NORDESTE: Quando fica pronto?
Naná
: Não sei, deixa passar o carnaval. Agora mesmo vou lá para o Bode, ao encontro do Pina, da Maestrina. Você vê, quando eu comecei isso, há anos atrás, mulher não podia tocar coisas do maracatu. Isso tudo foi desmistificado, foram quebradas essas barreiras. E hoje o maracatu tem uma maestrina que conduz tudo. Isso é muito bom. Tem muita gente que está chegando de fora e ficam morando nos locais carentes de onde vem os maracatus, para aprender. Mas não se surpreenda de chegar o maracatu africano aqui, eu vim aqui para aprender como fazer… o maracatu porto rico…
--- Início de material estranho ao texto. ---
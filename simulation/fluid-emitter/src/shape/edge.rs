//! Line segment emission

use glam::{Mat4, Vec3, Vec4};

use super::{EmitterShape, ShapeFrame};
use crate::distribution::SpawnPoint;

/// Segment along the local X axis, emitting along +Y
#[derive(Debug, Clone)]
pub struct EdgeShape {
    frame: ShapeFrame,
    /// Segment length
    pub length: f32,
}

impl EdgeShape {
    pub fn new(length: f32, local_to_world: Mat4) -> Self {
        Self {
            frame: ShapeFrame::new(local_to_world),
            length,
        }
    }
}

impl EmitterShape for EdgeShape {
    fn frame(&self) -> &ShapeFrame {
        &self.frame
    }

    fn frame_mut(&mut self) -> &mut ShapeFrame {
        &mut self.frame
    }

    fn sample(&self, particle_size: f32) -> Vec<SpawnPoint> {
        let length = self.length.max(0.0);
        let count = ((length / particle_size) as usize).max(1);
        let step = length / count as f32;

        (0..count)
            .map(|i| {
                let x = -length * 0.5 + step * (i as f32 + 0.5);
                SpawnPoint::new(Vec3::new(x, 0.0, 0.0), Vec3::Y, Vec4::ONE)
            })
            .collect()
    }
}
//! Stamping material properties into solver storage
//!
//! Everything here writes a single global solver slot. The emitter decides
//! which slots to touch and when.

use rand::Rng;

use crate::material::{
    self, DEFAULT_SMOOTHING_RADIUS, EmitterMaterial, FluidCoefficients, MIN_PARTICLE_RADIUS,
};
use crate::phase::encode_phase;
use crate::solver::{ParticleArrays, SolverMode};

/// Inputs shared by every stamp of one emitter
#[derive(Debug, Clone, Copy)]
pub struct StampContext<'a> {
    pub material: Option<&'a EmitterMaterial>,
    pub mode: SolverMode,
    pub group: i32,
    pub self_collisions: bool,
}

impl StampContext<'_> {
    /// Whether particles join the fluid solve.
    ///
    /// No material counts as non-fluid for both the phase flag and the
    /// coefficients, including on re-stamps after a material is removed.
    /// Assign a fluid material to keep particles in the fluid solve.
    pub fn is_fluid(&self) -> bool {
        self.material.is_some_and(EmitterMaterial::is_fluid)
    }

    pub fn particle_size(&self) -> f32 {
        material::particle_size(self.material, self.mode)
    }

    pub fn particle_mass(&self) -> f32 {
        material::particle_mass(self.material, self.mode)
    }

    /// Phase tag for this emitter's particles
    pub fn phase(&self) -> i32 {
        encode_phase(self.group, self.self_collisions, self.is_fluid())
    }

    /// Kernel radius for this emitter's particles
    pub fn smoothing_radius(&self) -> f32 {
        match self.material {
            Some(material) => material.smoothing_radius(self.mode),
            None => DEFAULT_SMOOTHING_RADIUS,
        }
    }

    /// Collision radius, jittered for granular materials
    pub fn particle_radius<R: Rng + ?Sized>(&self, rng: &mut R) -> f32 {
        let size = self.particle_size();
        match self.material {
            Some(material) if !material.is_fluid() => {
                let max_jitter = (size / 100.0 * material.randomness()).max(0.0);
                let jitter = if max_jitter.is_finite() && max_jitter > 0.0 {
                    rng.random_range(0.0..=max_jitter)
                } else {
                    0.0
                };
                (MIN_PARTICLE_RADIUS + size * 0.5 - jitter).max(MIN_PARTICLE_RADIUS)
            }
            _ => size * 0.5,
        }
    }

    fn coefficients(&self) -> FluidCoefficients {
        self.material
            .map_or(FluidCoefficients::DISABLED, EmitterMaterial::fluid_coefficients)
    }
}

/// Write the resolution-dependent properties of one slot: radius, inverse
/// mass and smoothing radius
pub fn update_resolution<R: Rng + ?Sized>(
    arrays: &mut ParticleArrays,
    index: usize,
    context: &StampContext<'_>,
    rng: &mut R,
) {
    let mass = context.particle_mass();
    arrays.radii[index] = context.particle_radius(rng);
    arrays.inv_masses[index] = if mass > 0.0 { 1.0 / mass } else { 0.0 };
    arrays.smoothing_radii[index] = context.smoothing_radius();
}

/// Write every material-derived property of one slot: resolution, fluid
/// coefficients, user data and phase
pub fn update_material<R: Rng + ?Sized>(
    arrays: &mut ParticleArrays,
    index: usize,
    context: &StampContext<'_>,
    rng: &mut R,
) {
    update_resolution(arrays, index, context, rng);

    let coefficients = context.coefficients();
    arrays.rest_densities[index] = coefficients.rest_density;
    arrays.viscosities[index] = coefficients.viscosity;
    arrays.surface_tension[index] = coefficients.surface_tension;
    arrays.buoyancies[index] = coefficients.buoyancy;
    arrays.atmospheric_drag[index] = coefficients.atmospheric_drag;
    arrays.atmospheric_pressure[index] = coefficients.atmospheric_pressure;
    arrays.diffusion[index] = coefficients.diffusion;
    arrays.user_data[index] = coefficients.user_data;

    arrays.phases[index] = context.phase();
}
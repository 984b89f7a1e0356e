pub mod candidate_service;
pub mod feed_service;
pub mod geo_service;
pub mod precompute_service;
pub mod ranking_service;
pub mod responsiveness;
pub mod scoring_service;
pub mod swipe_service;
use chrono::{DateTime, Utc};
use serde::{Deserialize, Serialize};

/// One entry of a ranked feed: enough to render a card without another
/// profile fetch. `score` is the unperturbed compatibility score.
#[derive(Debug, Clone, Serialize, Deserialize)]
pub struct CandidateSummary {
    pub user_id: String,
    pub name: Option<String>,
    pub age: Option<i64>,
    pub city: Option<String>,
    pub main_photo_url: Option<String>,
    pub is_verified: bool,
    pub distance_km: f64,
    pub score: f64,
}

/// Cache value and API response body. Ephemeral: reconstructable from
/// durable state at any time, so losing it is a latency event, not data loss.
#[derive(Debug, Clone, Serialize, Deserialize)]
pub struct CandidateFeed {
    pub candidates: Vec<CandidateSummary>,
    pub generated_at: DateTime<Utc>,
}

impl CandidateFeed {
    pub fn truncated(mut self, page_size: usize) -> Self {
        self.candidates.truncate(page_size);
        self
    }
}
pub mod routes;

use std::sync::Arc;

use axum::http::StatusCode;
use axum::response::{IntoResponse, Response};
use axum::Json;
use sqlx::SqlitePool;
use tracing::{error, warn};

use crate::config::EngineConfig;
use crate::error::{Conflict, EngineError, Precondition};
use crate::services::responsiveness::ResponsivenessSource;

#[derive(Clone)]
pub struct AppState {
    pub pool: SqlitePool,
    pub config: Arc<EngineConfig>,
    pub responsiveness: Arc<dyn ResponsivenessSource>,
}

impl IntoResponse for EngineError {
    fn into_response(self) -> Response {
        let (status, code, message) = match &self {
            EngineError::Precondition(p) => (
                StatusCode::UNPROCESSABLE_ENTITY,
                match p {
                    Precondition::NoLocation => "no_location",
                    Precondition::IncompleteProfile => "incomplete_profile",
                },
                "complete your profile to see matches".to_string(),
            ),
            EngineError::Conflict(c) => (
                StatusCode::CONFLICT,
                match c {
                    Conflict::SelfSwipe => "self_swipe",
                    Conflict::DuplicateSignal => "already_recorded",
                    Conflict::BlockedPair => "blocked",
                },
                c.to_string(),
            ),
            EngineError::NotFound(what) => {
                (StatusCode::NOT_FOUND, "not_found", what.to_string())
            }
            EngineError::Transient(e) => {
                warn!("transient storage failure: {}", e);
                (
                    StatusCode::SERVICE_UNAVAILABLE,
                    "transient",
                    "temporary failure, retry shortly".to_string(),
                )
            }
            EngineError::Integrity(msg) => {
                error!("data integrity violation: {}", msg);
                (
                    StatusCode::INTERNAL_SERVER_ERROR,
                    "integrity",
                    "internal error".to_string(),
                )
            }
        };
        (
            status,
            Json(serde_json::json!({ "error": code, "message": message })),
        )
            .into_response()
    }
}
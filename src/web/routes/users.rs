use axum::extract::{Path, State};
use axum::Json;
use serde::Deserialize;

use crate::database::user_repo;
use crate::error::EngineError;
use crate::services::feed_service;
use crate::web::AppState;

#[derive(Debug, Deserialize)]
pub struct LocationUpdate {
    pub latitude: f64,
    pub longitude: f64,
}

/// Profile-store write-through. Moving invalidates the cached feed; the
/// next request recomputes against the new point.
pub async fn update_location_handler(
    State(state): State<AppState>,
    Path(user_id): Path<String>,
    Json(update): Json<LocationUpdate>,
) -> Result<Json<serde_json::Value>, EngineError> {
    let updated =
        user_repo::update_location(&state.pool, &user_id, update.latitude, update.longitude)
            .await?;
    if !updated {
        return Err(EngineError::not_found(format!("user {}", user_id)));
    }
    feed_service::invalidate_for(&state.pool, &user_id).await?;
    Ok(Json(serde_json::json!({ "status": "ok" })))
}

#[derive(Debug, Deserialize)]
pub struct PreferencesUpdate {
    pub min_age: i64,
    pub max_age: i64,
    /// None means "any gender".
    pub interested_genders: Option<Vec<String>>,
    pub max_distance_km: f64,
}

pub async fn update_preferences_handler(
    State(state): State<AppState>,
    Path(user_id): Path<String>,
    Json(update): Json<PreferencesUpdate>,
) -> Result<Json<serde_json::Value>, EngineError> {
    if user_repo::get_user(&state.pool, &user_id).await?.is_none() {
        return Err(EngineError::not_found(format!("user {}", user_id)));
    }

    let genders_json = update
        .interested_genders
        .as_ref()
        .map(|g| serde_json::to_string(g).unwrap_or_else(|_| "[]".to_string()));
    user_repo::upsert_preferences(
        &state.pool,
        user_repo::NewPreferences {
            user_id: &user_id,
            min_age: update.min_age,
            max_age: update.max_age,
            interested_genders: genders_json.as_deref(),
            max_distance_km: update.max_distance_km,
        },
    )
    .await?;
    feed_service::invalidate_for(&state.pool, &user_id).await?;
    Ok(Json(serde_json::json!({ "status": "ok" })))
}
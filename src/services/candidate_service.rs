use std::collections::HashSet;

use chrono::{Datelike, NaiveDate, Utc};
use sqlx::SqlitePool;

use crate::database::{block_repo, swipe_repo, user_repo};
use crate::error::{EngineError, EngineResult, Precondition};
use crate::models::{UserPreferencesRow, UserRow};
use crate::services::geo_service::{self, NearbyUser};

/// Viewer side of a candidate computation, validated once per request.
pub struct ViewerContext {
    pub user: UserRow,
    pub prefs: UserPreferencesRow,
    pub lat: f64,
    pub lon: f64,
}

/// Loads and validates the viewer. Unknown user is NotFound; a known user
/// without location or without a preferences row fails with the matching
/// precondition so the client can prompt for the missing piece.
pub async fn load_viewer(pool: &SqlitePool, viewer_id: &str) -> EngineResult<ViewerContext> {
    let user = user_repo::get_user(pool, viewer_id)
        .await?
        .ok_or_else(|| EngineError::not_found(format!("user {}", viewer_id)))?;

    let (lat, lon) = user
        .location()
        .ok_or(EngineError::Precondition(Precondition::NoLocation))?;

    let prefs = user_repo::get_preferences(pool, viewer_id)
        .await?
        .ok_or(EngineError::Precondition(Precondition::IncompleteProfile))?;

    Ok(ViewerContext {
        user,
        prefs,
        lat,
        lon,
    })
}

/// The three-stage filter pipeline: geo, preference, exclusion. Each stage
/// narrows the previous one and the whole computation short-circuits to
/// empty as soon as any stage yields nothing. A failure in any stage aborts
/// the request; an under-filtered result is never returned.
///
/// `max_scan` caps the geo stage, `limit` caps the final distance-ordered
/// output.
pub async fn get_candidates(
    pool: &SqlitePool,
    viewer: &ViewerContext,
    limit: usize,
    max_scan: i64,
) -> EngineResult<Vec<NearbyUser>> {
    let nearby = geo_service::nearby(
        pool,
        &viewer.user.user_id,
        viewer.lat,
        viewer.lon,
        viewer.prefs.max_distance_km,
        max_scan,
    )
    .await?;
    if nearby.is_empty() {
        return Ok(Vec::new());
    }

    let interest = viewer.prefs.interest_set();
    let today = Utc::now().date_naive();
    let preferred: Vec<NearbyUser> = nearby
        .into_iter()
        .filter(|c| passes_preferences(&c.user, &viewer.prefs, interest.as_ref(), today))
        .collect();
    if preferred.is_empty() {
        return Ok(Vec::new());
    }

    let swiped: HashSet<String> = swipe_repo::swiped_target_ids(pool, &viewer.user.user_id)
        .await?
        .into_iter()
        .collect();
    let blocked: HashSet<String> = block_repo::blocked_user_ids(pool, &viewer.user.user_id)
        .await?
        .into_iter()
        .collect();

    let mut out: Vec<NearbyUser> = preferred
        .into_iter()
        .filter(|c| !swiped.contains(&c.user.user_id) && !blocked.contains(&c.user.user_id))
        .collect();
    out.truncate(limit);
    Ok(out)
}

fn passes_preferences(
    candidate: &UserRow,
    prefs: &UserPreferencesRow,
    interest: Option<&HashSet<String>>,
    today: NaiveDate,
) -> bool {
    if !candidate.active() || !candidate.verified() {
        return false;
    }

    // No interest set means any gender; a candidate without a recorded
    // gender only matches the unrestricted case.
    match interest {
        None => {}
        Some(set) => match candidate.gender.as_deref() {
            Some(g) if set.contains(g) => {}
            _ => return false,
        },
    }

    match candidate.birth_date {
        Some(birth) => {
            let age = age_in_years(birth, today);
            age >= prefs.min_age && age <= prefs.max_age
        }
        None => false,
    }
}

/// Age in completed calendar years, not day-count division: the birthday
/// itself flips the age.
pub fn age_in_years(birth: NaiveDate, on: NaiveDate) -> i64 {
    let mut age = i64::from(on.year()) - i64::from(birth.year());
    if (on.month(), on.day()) < (birth.month(), birth.day()) {
        age -= 1;
    }
    age
}

#[cfg(test)]
mod tests {
    use super::*;
    use chrono::{DateTime, Utc};

    fn user(id: &str, gender: Option<&str>, birth: &str) -> UserRow {
        UserRow {
            user_id: id.to_string(),
            name: None,
            gender: gender.map(str::to_string),
            city: None,
            main_photo_url: None,
            bio: None,
            photo_count: 0,
            birth_date: Some(birth.parse().unwrap()),
            latitude: Some(52.0),
            longitude: Some(4.0),
            is_verified: 1,
            is_active: 1,
            created_at: DateTime::<Utc>::from_timestamp(0, 0).unwrap(),
            last_active_at: None,
        }
    }

    fn prefs(min_age: i64, max_age: i64, genders: Option<&str>) -> UserPreferencesRow {
        UserPreferencesRow {
            user_id: "viewer".to_string(),
            min_age,
            max_age,
            interested_genders: genders.map(str::to_string),
            max_distance_km: 50.0,
        }
    }

    #[test]
    fn age_counts_completed_years() {
        let birth: NaiveDate = "1990-06-15".parse().unwrap();
        assert_eq!(age_in_years(birth, "2020-06-14".parse().unwrap()), 29);
        assert_eq!(age_in_years(birth, "2020-06-15".parse().unwrap()), 30);
        assert_eq!(age_in_years(birth, "2020-06-16".parse().unwrap()), 30);
    }

    #[test]
    fn missing_interest_set_matches_any_gender() {
        let p = prefs(18, 99, None);
        let today: NaiveDate = "2026-01-01".parse().unwrap();
        assert!(passes_preferences(
            &user("a", Some("female"), "1995-01-01"),
            &p,
            p.interest_set().as_ref(),
            today
        ));
        assert!(passes_preferences(
            &user("b", None, "1995-01-01"),
            &p,
            p.interest_set().as_ref(),
            today
        ));
    }

    #[test]
    fn interest_set_restricts_gender() {
        let p = prefs(18, 99, Some(r#"["female"]"#));
        let today: NaiveDate = "2026-01-01".parse().unwrap();
        let set = p.interest_set();
        assert!(passes_preferences(
            &user("a", Some("female"), "1995-01-01"),
            &p,
            set.as_ref(),
            today
        ));
        assert!(!passes_preferences(
            &user("b", Some("male"), "1995-01-01"),
            &p,
            set.as_ref(),
            today
        ));
        assert!(!passes_preferences(
            &user("c", None, "1995-01-01"),
            &p,
            set.as_ref(),
            today
        ));
    }

    #[test]
    fn age_range_is_inclusive() {
        let p = prefs(30, 31, None);
        let today: NaiveDate = "2026-01-02".parse().unwrap();
        assert!(passes_preferences(
            &user("a", None, "1995-01-01"),
            &p,
            None,
            today
        ));
        assert!(!passes_preferences(
            &user("b", None, "1997-01-01"),
            &p,
            None,
            today
        ));
    }

    #[test]
    fn unverified_or_inactive_candidates_fail() {
        let p = prefs(18, 99, None);
        let today: NaiveDate = "2026-01-01".parse().unwrap();
        let mut u = user("a", None, "1995-01-01");
        u.is_verified = 0;
        assert!(!passes_preferences(&u, &p, None, today));
        let mut u = user("b", None, "1995-01-01");
        u.is_active = 0;
        assert!(!passes_preferences(&u, &p, None, today));
    }
}
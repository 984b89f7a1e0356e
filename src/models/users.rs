use std::collections::HashSet;

use chrono::{DateTime, NaiveDate, Utc};
use tracing::warn;

/// Projection of the Profile Store: everything discovery needs to filter and
/// score a user. Read-only here apart from the location/preference
/// write-throughs that keep the projection current.
#[derive(Debug, Clone, sqlx::FromRow)]
pub struct UserRow {
    pub user_id: String,
    pub name: Option<String>,
    pub gender: Option<String>,
    pub city: Option<String>,
    pub main_photo_url: Option<String>,
    pub bio: Option<String>,
    pub photo_count: i64,
    pub birth_date: Option<NaiveDate>,
    pub latitude: Option<f64>,
    pub longitude: Option<f64>,
    pub is_verified: i64,
    pub is_active: i64,
    pub created_at: DateTime<Utc>,
    pub last_active_at: Option<DateTime<Utc>>,
}

impl UserRow {
    pub fn verified(&self) -> bool {
        self.is_verified != 0
    }

    pub fn active(&self) -> bool {
        self.is_active != 0
    }

    pub fn location(&self) -> Option<(f64, f64)> {
        self.latitude.zip(self.longitude)
    }
}

#[derive(Debug, Clone, sqlx::FromRow)]
pub struct UserPreferencesRow {
    pub user_id: String,
    pub min_age: i64,
    pub max_age: i64,
    /// JSON array of gender values. NULL means "any gender": freshly
    /// registered users must stay visible before they pick an interest.
    pub interested_genders: Option<String>,
    pub max_distance_km: f64,
}

impl UserPreferencesRow {
    /// Parsed gender-interest set. `None` means no restriction; an
    /// undecodable column degrades to no restriction rather than hiding
    /// everyone from the viewer.
    pub fn interest_set(&self) -> Option<HashSet<String>> {
        let raw = self.interested_genders.as_deref()?;
        match serde_json::from_str::<Vec<String>>(raw) {
            Ok(values) => Some(values.into_iter().collect()),
            Err(e) => {
                warn!(
                    "undecodable interested_genders for {}: {}; treating as any",
                    self.user_id, e
                );
                None
            }
        }
    }
}
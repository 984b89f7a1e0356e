use std::env;
use std::str::FromStr;
use std::time::Duration;

/// Tunable engine knobs, read once at startup.
///
/// The scoring defaults (benefit-of-the-doubt responsiveness, jitter range,
/// top-tier fraction) are product policy, not engineering constants, so they
/// stay env-tunable rather than hard-coded.
#[derive(Debug, Clone)]
pub struct EngineConfig {
    /// TTL for feed results cached on the live request path.
    pub cache_ttl: Duration,
    /// Longer TTL for feeds written by the precompute sweep.
    pub precompute_ttl: Duration,
    /// Pause between precompute sweeps.
    pub precompute_interval: Duration,
    /// Users refreshed per sweep batch.
    pub precompute_batch_size: i64,
    /// Upper bound on candidates pulled from the geo stage per request.
    pub max_candidates_to_scan: i64,
    /// Page size used when the caller does not specify one.
    pub default_page_size: usize,
    /// Fraction of the ranked set that gets randomized exposure rotation.
    pub top_tier_fraction: f64,
    /// Half-width of the uniform score perturbation applied to the top tier.
    pub rank_jitter: f64,
    /// Responsiveness points granted when the signal is missing or the
    /// candidate has no message history.
    pub responsiveness_default: f64,
    /// Bound on the external responsiveness lookup.
    pub responsiveness_timeout: Duration,
}

impl Default for EngineConfig {
    fn default() -> Self {
        EngineConfig {
            cache_ttl: Duration::from_secs(300),
            precompute_ttl: Duration::from_secs(1800),
            precompute_interval: Duration::from_secs(600),
            precompute_batch_size: 200,
            max_candidates_to_scan: 500,
            default_page_size: 25,
            top_tier_fraction: 0.2,
            rank_jitter: 2.5,
            responsiveness_default: 10.0,
            responsiveness_timeout: Duration::from_secs(2),
        }
    }
}

impl EngineConfig {
    pub fn from_env() -> Self {
        let base = EngineConfig::default();
        EngineConfig {
            cache_ttl: secs("EMBER_CACHE_TTL_SECS", base.cache_ttl),
            precompute_ttl: secs("EMBER_PRECOMPUTE_TTL_SECS", base.precompute_ttl),
            precompute_interval: secs("EMBER_PRECOMPUTE_INTERVAL_SECS", base.precompute_interval),
            precompute_batch_size: parsed("EMBER_PRECOMPUTE_BATCH", base.precompute_batch_size),
            max_candidates_to_scan: parsed("EMBER_MAX_SCAN", base.max_candidates_to_scan),
            default_page_size: parsed("EMBER_PAGE_SIZE", base.default_page_size),
            top_tier_fraction: parsed("EMBER_TOP_TIER_FRACTION", base.top_tier_fraction),
            rank_jitter: parsed("EMBER_RANK_JITTER", base.rank_jitter),
            responsiveness_default: parsed(
                "EMBER_RESPONSIVENESS_DEFAULT",
                base.responsiveness_default,
            ),
            responsiveness_timeout: secs(
                "EMBER_RESPONSIVENESS_TIMEOUT_SECS",
                base.responsiveness_timeout,
            ),
        }
    }
}

fn parsed<T: FromStr>(key: &str, default: T) -> T {
    env::var(key)
        .ok()
        .and_then(|v| v.parse().ok())
        .unwrap_or(default)
}

fn secs(key: &str, default: Duration) -> Duration {
    env::var(key)
        .ok()
        .and_then(|v| v.parse().ok())
        .map(Duration::from_secs)
        .unwrap_or(default)
}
NORDESTE: Como você está enfrentando a doença
Naná
: Na minha cabeça eu estou bom. Fui fazer a tomografia. Eu estou bom. Desde o início quando apareceu eu perguntei ao médico: é sério? Ele disse que é sério. Então está sério, vamos lá. Se eu tiver que ir vou, é para o bem. Se eu tiver que ficar, fico, é para o bem. Porque faço tudo de corpo e alma. Não esqueça: Amém e Ámem.